◆ Your goal: Scan the records beneath this line for the line holding "let Some(subscription) = subscription" and the line holding "let current = match", then transcribe exactly those two and all lines between.

◆ Material for this exercise:
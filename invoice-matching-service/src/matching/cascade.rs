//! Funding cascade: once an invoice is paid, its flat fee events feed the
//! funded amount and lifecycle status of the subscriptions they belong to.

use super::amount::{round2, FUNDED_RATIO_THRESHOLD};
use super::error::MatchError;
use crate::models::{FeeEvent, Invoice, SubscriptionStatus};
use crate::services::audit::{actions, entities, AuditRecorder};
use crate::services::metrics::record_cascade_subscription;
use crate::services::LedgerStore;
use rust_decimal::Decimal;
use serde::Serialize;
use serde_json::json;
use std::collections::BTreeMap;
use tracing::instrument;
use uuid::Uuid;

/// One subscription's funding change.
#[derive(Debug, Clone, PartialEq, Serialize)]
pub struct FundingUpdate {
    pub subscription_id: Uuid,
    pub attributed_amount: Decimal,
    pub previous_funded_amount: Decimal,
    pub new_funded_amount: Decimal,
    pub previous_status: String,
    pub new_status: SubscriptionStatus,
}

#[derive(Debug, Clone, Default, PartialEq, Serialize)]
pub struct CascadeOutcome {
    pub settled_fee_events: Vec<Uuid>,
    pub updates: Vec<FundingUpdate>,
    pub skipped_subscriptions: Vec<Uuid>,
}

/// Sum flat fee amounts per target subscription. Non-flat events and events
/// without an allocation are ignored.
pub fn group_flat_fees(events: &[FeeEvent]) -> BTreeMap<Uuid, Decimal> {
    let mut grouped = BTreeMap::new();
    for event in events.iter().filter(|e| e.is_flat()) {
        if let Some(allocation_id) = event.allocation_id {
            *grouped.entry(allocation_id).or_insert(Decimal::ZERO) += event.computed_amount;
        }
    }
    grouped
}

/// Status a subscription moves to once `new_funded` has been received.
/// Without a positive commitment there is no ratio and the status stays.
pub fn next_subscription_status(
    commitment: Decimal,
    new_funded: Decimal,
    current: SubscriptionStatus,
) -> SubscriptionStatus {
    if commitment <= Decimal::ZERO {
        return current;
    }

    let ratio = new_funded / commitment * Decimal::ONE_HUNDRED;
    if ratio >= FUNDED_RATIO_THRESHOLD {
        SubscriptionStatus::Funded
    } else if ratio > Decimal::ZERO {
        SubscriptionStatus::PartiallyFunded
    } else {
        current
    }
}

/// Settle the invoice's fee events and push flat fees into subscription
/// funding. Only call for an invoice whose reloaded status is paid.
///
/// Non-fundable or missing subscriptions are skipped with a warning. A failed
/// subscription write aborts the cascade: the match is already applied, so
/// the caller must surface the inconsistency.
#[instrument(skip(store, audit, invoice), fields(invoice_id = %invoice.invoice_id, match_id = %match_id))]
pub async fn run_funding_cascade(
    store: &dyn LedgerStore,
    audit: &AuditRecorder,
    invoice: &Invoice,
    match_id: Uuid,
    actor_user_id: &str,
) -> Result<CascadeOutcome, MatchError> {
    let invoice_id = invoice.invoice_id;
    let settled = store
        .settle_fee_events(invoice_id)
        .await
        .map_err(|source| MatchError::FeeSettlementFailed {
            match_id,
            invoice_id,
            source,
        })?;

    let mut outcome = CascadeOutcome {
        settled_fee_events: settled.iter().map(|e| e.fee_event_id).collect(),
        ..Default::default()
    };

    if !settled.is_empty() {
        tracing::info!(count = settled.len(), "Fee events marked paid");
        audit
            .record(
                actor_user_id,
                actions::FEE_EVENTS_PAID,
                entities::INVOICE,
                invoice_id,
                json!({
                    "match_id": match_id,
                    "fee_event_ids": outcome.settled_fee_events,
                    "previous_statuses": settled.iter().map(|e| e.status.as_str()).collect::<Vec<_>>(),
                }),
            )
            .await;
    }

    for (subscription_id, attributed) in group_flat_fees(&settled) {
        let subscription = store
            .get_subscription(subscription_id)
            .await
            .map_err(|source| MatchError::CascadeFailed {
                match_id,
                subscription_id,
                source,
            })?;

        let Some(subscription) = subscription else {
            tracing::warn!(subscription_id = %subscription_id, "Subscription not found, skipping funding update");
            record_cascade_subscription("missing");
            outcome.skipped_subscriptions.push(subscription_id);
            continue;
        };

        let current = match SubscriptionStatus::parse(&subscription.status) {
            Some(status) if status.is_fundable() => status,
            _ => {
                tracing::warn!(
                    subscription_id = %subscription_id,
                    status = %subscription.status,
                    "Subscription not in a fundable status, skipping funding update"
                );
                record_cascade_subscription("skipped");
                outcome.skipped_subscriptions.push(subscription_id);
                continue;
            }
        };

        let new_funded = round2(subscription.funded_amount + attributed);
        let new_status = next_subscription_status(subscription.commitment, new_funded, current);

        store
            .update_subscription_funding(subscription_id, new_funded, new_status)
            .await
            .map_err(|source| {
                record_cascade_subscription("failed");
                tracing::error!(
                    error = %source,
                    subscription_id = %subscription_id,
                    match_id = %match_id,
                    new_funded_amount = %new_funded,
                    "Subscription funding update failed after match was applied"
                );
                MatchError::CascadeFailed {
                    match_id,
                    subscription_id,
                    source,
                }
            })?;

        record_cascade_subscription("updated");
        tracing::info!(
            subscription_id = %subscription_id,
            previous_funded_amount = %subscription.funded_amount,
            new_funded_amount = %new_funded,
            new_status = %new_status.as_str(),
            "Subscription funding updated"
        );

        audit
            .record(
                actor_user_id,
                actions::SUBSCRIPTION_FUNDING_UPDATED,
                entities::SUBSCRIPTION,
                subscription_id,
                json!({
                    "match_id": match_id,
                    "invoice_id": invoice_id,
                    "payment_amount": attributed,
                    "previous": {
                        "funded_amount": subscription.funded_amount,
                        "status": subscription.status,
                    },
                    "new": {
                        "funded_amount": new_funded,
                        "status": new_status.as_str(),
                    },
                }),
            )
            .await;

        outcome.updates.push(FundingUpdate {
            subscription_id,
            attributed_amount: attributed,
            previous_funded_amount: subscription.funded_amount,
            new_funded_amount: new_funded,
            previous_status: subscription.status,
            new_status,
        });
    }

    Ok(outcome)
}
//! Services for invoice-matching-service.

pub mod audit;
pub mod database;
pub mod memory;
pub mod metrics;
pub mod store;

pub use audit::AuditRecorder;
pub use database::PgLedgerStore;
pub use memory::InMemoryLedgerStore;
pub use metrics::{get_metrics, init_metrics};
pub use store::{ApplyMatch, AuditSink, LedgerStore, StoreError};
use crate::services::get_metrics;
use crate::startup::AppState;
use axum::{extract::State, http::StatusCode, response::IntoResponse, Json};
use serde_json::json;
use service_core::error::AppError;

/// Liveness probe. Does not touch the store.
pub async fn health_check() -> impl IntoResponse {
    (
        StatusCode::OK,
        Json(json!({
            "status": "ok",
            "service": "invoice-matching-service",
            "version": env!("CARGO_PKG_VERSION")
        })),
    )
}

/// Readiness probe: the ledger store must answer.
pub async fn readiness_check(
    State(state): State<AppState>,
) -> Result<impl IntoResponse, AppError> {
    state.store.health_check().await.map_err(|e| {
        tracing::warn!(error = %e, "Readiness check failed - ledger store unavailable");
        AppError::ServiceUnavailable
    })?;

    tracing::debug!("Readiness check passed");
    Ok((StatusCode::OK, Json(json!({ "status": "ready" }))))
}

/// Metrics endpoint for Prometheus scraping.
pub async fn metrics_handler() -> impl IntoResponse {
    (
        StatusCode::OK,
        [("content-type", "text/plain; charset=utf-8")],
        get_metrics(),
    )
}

◆ Exercise result:
        let Some(subscription) = subscription else {
            tracing::warn!(subscription_id = %subscription_id, "Subscription not found, skipping funding update");
            record_cascade_subscription("missing");
            outcome.skipped_subscriptions.push(subscription_id);
            continue;
        };

        let current = match SubscriptionStatus::parse(&subscription.status) {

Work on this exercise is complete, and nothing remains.